> [Supplied entries]:
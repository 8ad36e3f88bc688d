//! AI backend request and response types
//!
//! These types are backend-agnostic and used across all AI implementations.

use serde::{Deserialize, Serialize};

use crate::persona::PersonaKey;
use crate::recommend::RecommendationKind;
use crate::signals::Signals;

/// Tone the rewritten copy should take
#[derive(Debug, Clone, Copy, PartialEq, Eq, Serialize, Deserialize, Default)]
#[serde(rename_all = "snake_case")]
pub enum CopyRegister {
    /// Everyday educational voice
    #[default]
    Standard,
    /// Transparency, documentation and professional referral, for users with
    /// an open AML-pattern alert
    AmlReview,
}

/// Everything a backend needs to rewrite one recommendation
#[derive(Debug, Clone)]
pub struct CopyRequest {
    pub recommendation_id: String,
    pub kind: RecommendationKind,
    pub persona: PersonaKey,
    pub signals: Signals,
    pub register: CopyRegister,
    /// Deterministic copy the rewrite replaces (and falls back to)
    pub template: GeneratedCopy,
}

/// Title and rationale for one recommendation
#[derive(Debug, Clone, PartialEq, Serialize, Deserialize)]
pub struct GeneratedCopy {
    pub title: String,
    pub rationale: String,
    #[serde(default)]
    pub ai_generated: bool,
}

/// Structural limits a rewrite must respect
#[derive(Debug, Clone, Copy, PartialEq)]
pub struct CopyLimits {
    pub title_max_chars: usize,
    pub rationale_max_chars: usize,
}

impl Default for CopyLimits {
    fn default() -> Self {
        Self {
            title_max_chars: 60,
            rationale_max_chars: 320,
        }
    }
}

> [What to work on]:
Could you repeat exactly the lines above from the line with "use crate::persona::PersonaKey;" up to and including the line with "pub struct CopyLimits", and only those?

> [Output]:
use crate::persona::PersonaKey;
use crate::recommend::RecommendationKind;
use crate::signals::Signals;

/// Tone the rewritten copy should take
#[derive(Debug, Clone, Copy, PartialEq, Eq, Serialize, Deserialize, Default)]
#[serde(rename_all = "snake_case")]
pub enum CopyRegister {
    /// Everyday educational voice
    #[default]
    Standard,
    /// Transparency, documentation and professional referral, for users with
    /// an open AML-pattern alert
    AmlReview,
}

/// Everything a backend needs to rewrite one recommendation
#[derive(Debug, Clone)]
pub struct CopyRequest {
    pub recommendation_id: String,
    pub kind: RecommendationKind,
    pub persona: PersonaKey,
    pub signals: Signals,
    pub register: CopyRegister,
    /// Deterministic copy the rewrite replaces (and falls back to)
    pub template: GeneratedCopy,
}

/// Title and rationale for one recommendation
#[derive(Debug, Clone, PartialEq, Serialize, Deserialize)]
pub struct GeneratedCopy {
    pub title: String,
    pub rationale: String,
    #[serde(default)]
    pub ai_generated: bool,
}

/// Structural limits a rewrite must respect
#[derive(Debug, Clone, Copy, PartialEq)]
pub struct CopyLimits {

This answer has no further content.